Retype the data below, every word of it, exactly.

== EXCERPTED DATA

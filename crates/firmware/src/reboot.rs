//! Bounded wait for the device to re-enumerate

use crate::error::{Result, UpdateError};
use std::time::Duration;
use tokio::time::sleep;
use tracing::{debug, error, info};
use transport::{UsbCdcConnection, UsbHost};

/// Minimum time a device needs to re-enumerate after a restart
pub const MIN_WAIT_AFTER_RESTART: Duration = Duration::from_millis(7000);

/// Ceiling on the total wait after a restart
pub const MAX_WAIT_AFTER_RESTART: Duration = Duration::from_millis(30000);

/// Delay between probes once the minimum wait has passed
pub const PROBE_INTERVAL: Duration = Duration::from_millis(1000);

/// Shortest step between probes; a zero interval is raised to this
pub const MIN_PROBE_INTERVAL: Duration = Duration::from_millis(1);

/// Reboot poll timings
#[derive(Debug, Clone, Copy, PartialEq, Eq)]
pub struct RebootWait {
    pub min_wait: Duration,
    pub probe_interval: Duration,
    pub max_wait: Duration,
}

impl Default for RebootWait {
    fn default() -> Self {
        Self {
            min_wait: MIN_WAIT_AFTER_RESTART,
            probe_interval: PROBE_INTERVAL,
            max_wait: MAX_WAIT_AFTER_RESTART,
        }
    }
}

impl RebootWait {
    /// Sleep `min_wait`, then probe every `probe_interval` until the device
    /// is found or the accumulated wait passes `max_wait`
    ///
    /// The interval is at least [`MIN_PROBE_INTERVAL`], so the wait always
    /// ends in [`UpdateError::RebootTimeout`] if the device stays away.
    ///
    /// Returns the number of probes it took. On success the device is
    /// recorded on `connection` for the next open.
    pub async fn wait_for_device<H: UsbHost>(&self, connection: &mut UsbCdcConnection<H>) -> Result<u32> {
        debug!("Waiting {:?} for the device to restart", self.min_wait);
        sleep(self.min_wait).await;

        let interval = self.probe_interval.max(MIN_PROBE_INTERVAL);
        let mut waited = self.min_wait;
        let mut probes = 0u32;
        while waited <= self.max_wait {
            probes += 1;
            if connection.find_supported_device() {
                info!("Device found after {:?} ({} probes)", waited, probes);
                return Ok(probes);
            }
            sleep(interval).await;
            waited += interval;
        }

        error!("Device did not reappear within {:?}", self.max_wait);
        Err(UpdateError::RebootTimeout(self.max_wait))
    }
}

====

ANSWER TO THIS TASK:
filename crates/firmware/src/reboot.rs
//! Bounded wait for the device to re-enumerate

use crate::error::{Result, UpdateError};
use std::time::Duration;
use tokio::time::sleep;
use tracing::{debug, error, info};
use transport::{UsbCdcConnection, UsbHost};

/// Minimum time a device needs to re-enumerate after a restart
pub const MIN_WAIT_AFTER_RESTART: Duration = Duration::from_millis(7000);

/// Ceiling on the total wait after a restart
pub const MAX_WAIT_AFTER_RESTART: Duration = Duration::from_millis(30000);

/// Delay between probes once the minimum wait has passed
pub const PROBE_INTERVAL: Duration = Duration::from_millis(1000);

/// Shortest step between probes; a zero interval is raised to this
pub const MIN_PROBE_INTERVAL: Duration = Duration::from_millis(1);

/// Reboot poll timings
#[derive(Debug, Clone, Copy, PartialEq, Eq)]
pub struct RebootWait {
    pub min_wait: Duration,
    pub probe_interval: Duration,
    pub max_wait: Duration,
}

impl Default for RebootWait {
    fn default() -> Self {
        Self {
            min_wait: MIN_WAIT_AFTER_RESTART,
            probe_interval: PROBE_INTERVAL,
            max_wait: MAX_WAIT_AFTER_RESTART,
        }
    }
}

impl RebootWait {
    /// Sleep `min_wait`, then probe every `probe_interval` until the device
    /// is found or the accumulated wait passes `max_wait`
    ///
    /// The interval is at least [`MIN_PROBE_INTERVAL`], so the wait always
    /// ends in [`UpdateError::RebootTimeout`] if the device stays away.
    ///
    /// Returns the number of probes it took. On success the device is
    /// recorded on `connection` for the next open.
    pub async fn wait_for_device<H: UsbHost>(&self, connection: &mut UsbCdcConnection<H>) -> Result<u32> {
        debug!("Waiting {:?} for the device to restart", self.min_wait);
        sleep(self.min_wait).await;

        let interval = self.probe_interval.max(MIN_PROBE_INTERVAL);
        let mut waited = self.min_wait;
        let mut probes = 0u32;
        while waited <= self.max_wait {
            probes += 1;
            if connection.find_supported_device() {
                info!("Device found after {:?} ({} probes)", waited, probes);
                return Ok(probes);
            }
            sleep(interval).await;
            waited += interval;
        }

        error!("Device did not reappear within {:?}", self.max_wait);
        Err(UpdateError::RebootTimeout(self.max_wait))
    }
}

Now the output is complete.